[Exercise requirements]
All lines from the one containing "fn from(msg: String)" down to the one containing "use std::time::Duration;", both ends included, are to be given again exactly; omit the rest of the listing below.

[Supplied records]
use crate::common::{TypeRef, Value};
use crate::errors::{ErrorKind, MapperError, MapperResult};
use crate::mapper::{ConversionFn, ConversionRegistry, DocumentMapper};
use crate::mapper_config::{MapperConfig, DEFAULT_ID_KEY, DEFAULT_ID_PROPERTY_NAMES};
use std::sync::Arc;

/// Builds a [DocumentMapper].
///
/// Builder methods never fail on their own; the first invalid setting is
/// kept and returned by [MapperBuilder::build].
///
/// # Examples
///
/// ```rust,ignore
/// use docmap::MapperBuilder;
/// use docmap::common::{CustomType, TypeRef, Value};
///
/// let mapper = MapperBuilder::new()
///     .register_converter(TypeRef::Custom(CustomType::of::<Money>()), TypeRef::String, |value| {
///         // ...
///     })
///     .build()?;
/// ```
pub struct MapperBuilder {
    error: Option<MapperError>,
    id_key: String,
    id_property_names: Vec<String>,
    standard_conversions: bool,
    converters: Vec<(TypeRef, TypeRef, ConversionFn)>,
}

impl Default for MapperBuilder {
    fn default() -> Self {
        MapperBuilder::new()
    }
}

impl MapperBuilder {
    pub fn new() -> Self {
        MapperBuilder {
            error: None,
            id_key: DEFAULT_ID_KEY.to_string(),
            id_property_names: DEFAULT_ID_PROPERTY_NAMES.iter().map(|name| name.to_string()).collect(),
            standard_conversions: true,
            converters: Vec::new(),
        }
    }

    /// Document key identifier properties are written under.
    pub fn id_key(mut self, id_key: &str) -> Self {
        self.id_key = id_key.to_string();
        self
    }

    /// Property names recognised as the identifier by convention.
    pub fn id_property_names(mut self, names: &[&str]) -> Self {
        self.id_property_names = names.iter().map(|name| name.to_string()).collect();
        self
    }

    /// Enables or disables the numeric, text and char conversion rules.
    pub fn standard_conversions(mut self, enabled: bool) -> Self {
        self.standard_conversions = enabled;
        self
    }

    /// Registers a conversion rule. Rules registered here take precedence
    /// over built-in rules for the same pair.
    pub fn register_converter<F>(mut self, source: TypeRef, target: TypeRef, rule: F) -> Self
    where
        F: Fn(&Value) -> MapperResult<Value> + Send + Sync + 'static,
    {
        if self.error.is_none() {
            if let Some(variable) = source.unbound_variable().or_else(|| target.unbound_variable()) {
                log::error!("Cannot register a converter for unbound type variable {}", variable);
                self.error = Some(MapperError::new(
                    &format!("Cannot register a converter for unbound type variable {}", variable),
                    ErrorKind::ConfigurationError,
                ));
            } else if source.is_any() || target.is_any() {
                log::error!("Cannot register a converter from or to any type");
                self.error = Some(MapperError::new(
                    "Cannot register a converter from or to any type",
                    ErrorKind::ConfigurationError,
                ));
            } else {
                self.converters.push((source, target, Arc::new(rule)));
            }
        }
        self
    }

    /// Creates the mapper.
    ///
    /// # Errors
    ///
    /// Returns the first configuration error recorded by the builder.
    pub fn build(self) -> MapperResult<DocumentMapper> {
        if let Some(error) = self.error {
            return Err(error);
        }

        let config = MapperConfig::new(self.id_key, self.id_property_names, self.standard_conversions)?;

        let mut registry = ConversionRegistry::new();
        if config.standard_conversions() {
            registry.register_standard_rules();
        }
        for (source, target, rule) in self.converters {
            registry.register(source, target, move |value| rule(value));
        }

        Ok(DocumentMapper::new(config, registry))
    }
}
==
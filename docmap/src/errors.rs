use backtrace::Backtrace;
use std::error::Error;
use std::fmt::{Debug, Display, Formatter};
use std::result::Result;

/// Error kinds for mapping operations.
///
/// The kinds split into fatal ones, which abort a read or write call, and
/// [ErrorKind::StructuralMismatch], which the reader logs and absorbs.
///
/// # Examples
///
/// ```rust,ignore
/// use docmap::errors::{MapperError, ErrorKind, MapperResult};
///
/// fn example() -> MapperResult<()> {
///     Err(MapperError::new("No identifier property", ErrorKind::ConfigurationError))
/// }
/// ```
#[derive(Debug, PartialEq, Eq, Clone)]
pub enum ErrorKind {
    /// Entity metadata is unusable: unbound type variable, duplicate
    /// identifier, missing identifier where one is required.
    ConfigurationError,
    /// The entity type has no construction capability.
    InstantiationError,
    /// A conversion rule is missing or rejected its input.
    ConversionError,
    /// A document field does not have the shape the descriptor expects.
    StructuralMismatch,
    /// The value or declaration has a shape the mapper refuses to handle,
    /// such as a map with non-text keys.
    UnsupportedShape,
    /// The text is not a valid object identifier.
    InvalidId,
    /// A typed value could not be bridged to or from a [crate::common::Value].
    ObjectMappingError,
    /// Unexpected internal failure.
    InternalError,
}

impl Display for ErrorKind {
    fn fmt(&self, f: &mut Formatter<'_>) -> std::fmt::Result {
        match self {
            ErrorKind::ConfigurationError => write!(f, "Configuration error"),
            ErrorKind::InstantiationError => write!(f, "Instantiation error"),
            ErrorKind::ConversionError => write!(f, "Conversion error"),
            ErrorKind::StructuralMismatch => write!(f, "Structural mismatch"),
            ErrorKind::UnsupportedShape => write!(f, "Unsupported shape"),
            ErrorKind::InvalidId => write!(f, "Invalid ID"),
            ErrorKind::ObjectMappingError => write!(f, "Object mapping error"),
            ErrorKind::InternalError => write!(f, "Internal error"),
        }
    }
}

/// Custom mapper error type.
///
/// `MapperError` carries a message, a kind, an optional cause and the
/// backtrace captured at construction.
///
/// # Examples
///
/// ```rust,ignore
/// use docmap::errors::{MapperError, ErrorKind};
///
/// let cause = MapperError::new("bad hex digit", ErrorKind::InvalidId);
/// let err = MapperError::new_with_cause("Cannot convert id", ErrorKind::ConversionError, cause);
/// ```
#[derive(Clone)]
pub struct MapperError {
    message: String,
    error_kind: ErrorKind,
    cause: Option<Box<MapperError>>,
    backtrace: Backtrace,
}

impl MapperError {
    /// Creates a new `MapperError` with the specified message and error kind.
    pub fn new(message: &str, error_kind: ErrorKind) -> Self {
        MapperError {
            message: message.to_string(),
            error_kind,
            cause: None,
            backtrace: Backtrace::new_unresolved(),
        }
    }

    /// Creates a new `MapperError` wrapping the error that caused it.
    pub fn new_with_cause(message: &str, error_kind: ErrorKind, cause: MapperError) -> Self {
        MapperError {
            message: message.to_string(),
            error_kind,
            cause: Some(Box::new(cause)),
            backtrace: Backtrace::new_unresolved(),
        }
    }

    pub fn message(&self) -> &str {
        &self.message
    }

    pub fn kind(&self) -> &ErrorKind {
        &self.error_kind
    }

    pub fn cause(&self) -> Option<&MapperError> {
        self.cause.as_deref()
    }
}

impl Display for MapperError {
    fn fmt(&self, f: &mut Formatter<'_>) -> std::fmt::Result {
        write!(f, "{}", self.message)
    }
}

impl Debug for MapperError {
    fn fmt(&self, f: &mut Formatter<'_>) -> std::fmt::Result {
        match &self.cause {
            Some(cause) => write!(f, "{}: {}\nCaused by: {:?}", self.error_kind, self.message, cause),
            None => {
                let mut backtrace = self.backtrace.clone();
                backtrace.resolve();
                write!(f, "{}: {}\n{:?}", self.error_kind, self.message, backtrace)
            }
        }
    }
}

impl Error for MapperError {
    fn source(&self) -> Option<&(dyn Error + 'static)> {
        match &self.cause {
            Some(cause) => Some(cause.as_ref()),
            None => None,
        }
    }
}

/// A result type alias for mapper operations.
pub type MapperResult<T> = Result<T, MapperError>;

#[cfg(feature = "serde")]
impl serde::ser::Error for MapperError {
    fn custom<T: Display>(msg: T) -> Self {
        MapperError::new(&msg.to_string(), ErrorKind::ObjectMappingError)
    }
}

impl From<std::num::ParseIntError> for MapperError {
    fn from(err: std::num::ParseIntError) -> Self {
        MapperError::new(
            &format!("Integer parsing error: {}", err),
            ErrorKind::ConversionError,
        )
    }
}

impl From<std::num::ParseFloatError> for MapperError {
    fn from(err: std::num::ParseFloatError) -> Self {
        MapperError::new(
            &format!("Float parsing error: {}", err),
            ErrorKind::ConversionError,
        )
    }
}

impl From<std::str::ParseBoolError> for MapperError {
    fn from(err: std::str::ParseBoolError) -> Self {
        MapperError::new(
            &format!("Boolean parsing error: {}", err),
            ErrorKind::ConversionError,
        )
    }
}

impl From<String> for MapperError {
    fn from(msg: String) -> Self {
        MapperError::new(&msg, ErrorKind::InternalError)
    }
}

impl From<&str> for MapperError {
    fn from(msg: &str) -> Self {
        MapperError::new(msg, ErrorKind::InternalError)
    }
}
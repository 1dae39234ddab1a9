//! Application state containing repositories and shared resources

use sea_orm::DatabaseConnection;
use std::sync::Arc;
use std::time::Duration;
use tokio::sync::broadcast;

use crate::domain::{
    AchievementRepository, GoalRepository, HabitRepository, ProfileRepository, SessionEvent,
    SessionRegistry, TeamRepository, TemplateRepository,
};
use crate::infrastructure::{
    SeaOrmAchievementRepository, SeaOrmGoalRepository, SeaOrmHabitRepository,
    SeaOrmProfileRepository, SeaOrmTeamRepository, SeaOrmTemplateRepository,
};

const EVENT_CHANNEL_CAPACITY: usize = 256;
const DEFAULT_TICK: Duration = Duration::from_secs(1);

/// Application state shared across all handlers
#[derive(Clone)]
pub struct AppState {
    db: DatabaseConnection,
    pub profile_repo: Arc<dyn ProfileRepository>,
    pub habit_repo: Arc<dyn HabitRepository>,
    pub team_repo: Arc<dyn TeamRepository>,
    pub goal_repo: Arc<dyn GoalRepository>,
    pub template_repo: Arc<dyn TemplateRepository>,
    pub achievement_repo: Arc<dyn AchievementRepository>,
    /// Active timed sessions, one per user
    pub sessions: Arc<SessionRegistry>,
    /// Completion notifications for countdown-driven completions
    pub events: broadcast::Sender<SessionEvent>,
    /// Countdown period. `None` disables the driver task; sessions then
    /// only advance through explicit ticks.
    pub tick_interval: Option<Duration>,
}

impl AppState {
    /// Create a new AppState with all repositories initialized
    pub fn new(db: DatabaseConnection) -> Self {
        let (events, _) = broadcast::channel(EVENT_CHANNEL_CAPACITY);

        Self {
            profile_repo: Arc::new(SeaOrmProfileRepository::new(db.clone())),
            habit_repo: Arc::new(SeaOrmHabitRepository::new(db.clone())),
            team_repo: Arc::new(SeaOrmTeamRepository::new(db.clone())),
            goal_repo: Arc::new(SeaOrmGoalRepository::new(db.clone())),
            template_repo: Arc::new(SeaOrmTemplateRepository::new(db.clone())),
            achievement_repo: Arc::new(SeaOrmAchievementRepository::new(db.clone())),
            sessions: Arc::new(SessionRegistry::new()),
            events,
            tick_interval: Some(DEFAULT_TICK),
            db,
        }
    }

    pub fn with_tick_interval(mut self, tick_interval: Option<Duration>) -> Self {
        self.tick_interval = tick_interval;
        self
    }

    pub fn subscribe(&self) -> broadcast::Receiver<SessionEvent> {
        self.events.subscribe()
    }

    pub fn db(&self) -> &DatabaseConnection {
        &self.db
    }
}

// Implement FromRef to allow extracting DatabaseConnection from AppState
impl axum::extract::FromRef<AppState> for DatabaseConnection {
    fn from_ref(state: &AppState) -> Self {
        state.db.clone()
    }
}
* * *
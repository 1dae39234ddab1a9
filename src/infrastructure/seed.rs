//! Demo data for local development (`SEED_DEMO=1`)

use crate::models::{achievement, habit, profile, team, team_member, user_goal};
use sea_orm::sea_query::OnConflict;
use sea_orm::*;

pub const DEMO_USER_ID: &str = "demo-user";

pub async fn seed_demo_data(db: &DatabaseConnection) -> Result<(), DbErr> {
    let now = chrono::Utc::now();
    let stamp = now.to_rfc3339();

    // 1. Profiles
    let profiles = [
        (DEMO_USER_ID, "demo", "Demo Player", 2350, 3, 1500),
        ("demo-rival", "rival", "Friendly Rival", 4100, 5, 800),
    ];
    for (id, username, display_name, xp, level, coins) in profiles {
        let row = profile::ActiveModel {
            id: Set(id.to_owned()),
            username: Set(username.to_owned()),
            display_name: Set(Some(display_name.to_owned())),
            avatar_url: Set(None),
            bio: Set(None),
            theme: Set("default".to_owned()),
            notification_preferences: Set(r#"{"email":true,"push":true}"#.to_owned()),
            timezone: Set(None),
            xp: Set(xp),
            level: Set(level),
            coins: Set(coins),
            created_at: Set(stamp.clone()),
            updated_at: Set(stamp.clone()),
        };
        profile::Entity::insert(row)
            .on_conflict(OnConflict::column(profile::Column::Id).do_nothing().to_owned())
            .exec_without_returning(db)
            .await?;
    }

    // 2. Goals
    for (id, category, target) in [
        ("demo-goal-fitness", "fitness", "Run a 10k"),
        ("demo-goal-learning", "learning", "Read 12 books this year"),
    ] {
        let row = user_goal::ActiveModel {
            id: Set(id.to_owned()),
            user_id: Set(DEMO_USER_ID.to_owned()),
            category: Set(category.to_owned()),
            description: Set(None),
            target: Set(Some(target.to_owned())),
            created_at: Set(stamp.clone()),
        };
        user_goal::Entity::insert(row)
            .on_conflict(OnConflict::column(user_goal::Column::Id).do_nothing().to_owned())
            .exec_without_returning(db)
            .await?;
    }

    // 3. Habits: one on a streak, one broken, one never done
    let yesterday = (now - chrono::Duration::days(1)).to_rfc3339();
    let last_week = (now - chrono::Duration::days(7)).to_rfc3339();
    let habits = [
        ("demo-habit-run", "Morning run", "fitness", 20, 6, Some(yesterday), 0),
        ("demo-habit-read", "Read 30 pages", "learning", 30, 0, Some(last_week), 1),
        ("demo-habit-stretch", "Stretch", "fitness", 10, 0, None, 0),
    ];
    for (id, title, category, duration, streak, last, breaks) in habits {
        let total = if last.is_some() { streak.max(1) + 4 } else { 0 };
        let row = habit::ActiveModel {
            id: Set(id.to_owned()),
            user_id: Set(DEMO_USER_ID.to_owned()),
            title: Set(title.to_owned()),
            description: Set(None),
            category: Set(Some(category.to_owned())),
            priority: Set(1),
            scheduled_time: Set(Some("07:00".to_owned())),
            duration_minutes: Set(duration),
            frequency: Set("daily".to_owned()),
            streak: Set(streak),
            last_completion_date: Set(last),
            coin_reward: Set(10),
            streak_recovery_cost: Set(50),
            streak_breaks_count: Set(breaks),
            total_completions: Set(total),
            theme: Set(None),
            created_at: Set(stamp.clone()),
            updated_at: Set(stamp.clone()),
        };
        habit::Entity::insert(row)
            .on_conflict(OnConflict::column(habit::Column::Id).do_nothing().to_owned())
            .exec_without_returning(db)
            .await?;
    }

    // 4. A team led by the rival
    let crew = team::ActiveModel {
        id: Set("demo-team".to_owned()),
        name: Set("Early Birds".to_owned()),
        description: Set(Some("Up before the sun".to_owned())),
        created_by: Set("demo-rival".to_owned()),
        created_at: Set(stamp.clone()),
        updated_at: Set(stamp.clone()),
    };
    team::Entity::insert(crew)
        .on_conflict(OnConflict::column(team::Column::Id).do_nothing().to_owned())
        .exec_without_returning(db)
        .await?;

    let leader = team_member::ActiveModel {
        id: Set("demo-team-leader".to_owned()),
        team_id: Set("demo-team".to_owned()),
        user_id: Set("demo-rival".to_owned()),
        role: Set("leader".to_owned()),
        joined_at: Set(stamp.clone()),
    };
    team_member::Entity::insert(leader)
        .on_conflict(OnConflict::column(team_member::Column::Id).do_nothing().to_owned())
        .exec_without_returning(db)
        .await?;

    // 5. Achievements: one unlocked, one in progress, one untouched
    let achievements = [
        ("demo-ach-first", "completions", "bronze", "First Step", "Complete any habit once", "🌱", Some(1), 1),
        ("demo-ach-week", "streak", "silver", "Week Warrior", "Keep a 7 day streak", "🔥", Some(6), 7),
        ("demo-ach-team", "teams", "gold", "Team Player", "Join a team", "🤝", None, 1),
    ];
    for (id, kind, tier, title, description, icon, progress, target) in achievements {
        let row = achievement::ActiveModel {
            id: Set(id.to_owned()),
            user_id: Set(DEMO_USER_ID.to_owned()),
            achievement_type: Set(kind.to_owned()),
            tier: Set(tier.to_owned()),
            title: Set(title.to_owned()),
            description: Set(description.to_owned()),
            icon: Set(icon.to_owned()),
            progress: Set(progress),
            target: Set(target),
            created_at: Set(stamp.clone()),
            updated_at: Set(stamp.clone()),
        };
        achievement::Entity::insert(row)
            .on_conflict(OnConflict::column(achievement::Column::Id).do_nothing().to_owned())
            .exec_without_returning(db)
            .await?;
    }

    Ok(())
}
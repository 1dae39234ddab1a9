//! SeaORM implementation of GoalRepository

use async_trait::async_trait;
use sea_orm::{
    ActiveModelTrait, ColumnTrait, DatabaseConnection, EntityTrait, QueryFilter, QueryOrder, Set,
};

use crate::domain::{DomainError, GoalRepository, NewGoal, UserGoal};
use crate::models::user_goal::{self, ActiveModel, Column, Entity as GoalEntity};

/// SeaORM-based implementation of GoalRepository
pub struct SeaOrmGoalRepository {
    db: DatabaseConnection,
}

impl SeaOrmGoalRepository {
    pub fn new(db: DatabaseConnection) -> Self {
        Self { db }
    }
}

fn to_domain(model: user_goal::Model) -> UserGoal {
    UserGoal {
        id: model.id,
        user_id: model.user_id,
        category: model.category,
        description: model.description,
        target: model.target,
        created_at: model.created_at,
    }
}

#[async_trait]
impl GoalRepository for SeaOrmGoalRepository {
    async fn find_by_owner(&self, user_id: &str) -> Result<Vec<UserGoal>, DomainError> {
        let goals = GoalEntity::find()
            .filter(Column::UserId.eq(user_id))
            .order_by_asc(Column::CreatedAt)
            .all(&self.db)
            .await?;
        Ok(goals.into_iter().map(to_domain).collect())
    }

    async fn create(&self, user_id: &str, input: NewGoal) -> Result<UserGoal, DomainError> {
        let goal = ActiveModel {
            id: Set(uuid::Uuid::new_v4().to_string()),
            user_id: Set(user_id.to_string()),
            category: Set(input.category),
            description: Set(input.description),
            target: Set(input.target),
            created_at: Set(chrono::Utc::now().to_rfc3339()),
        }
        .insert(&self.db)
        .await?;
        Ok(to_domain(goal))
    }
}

[Response area]
    fn from(msg: String) -> Self {
        MapperError::new(&msg, ErrorKind::InternalError)
    }
}

impl From<&str> for MapperError {
    fn from(msg: &str) -> Self {
        MapperError::new(msg, ErrorKind::InternalError)
    }
}
repository 1dae39234ddab1a9
//! Application state containing repositories and shared resources

use sea_orm::DatabaseConnection;
use std::sync::Arc;
use std::time::Duration;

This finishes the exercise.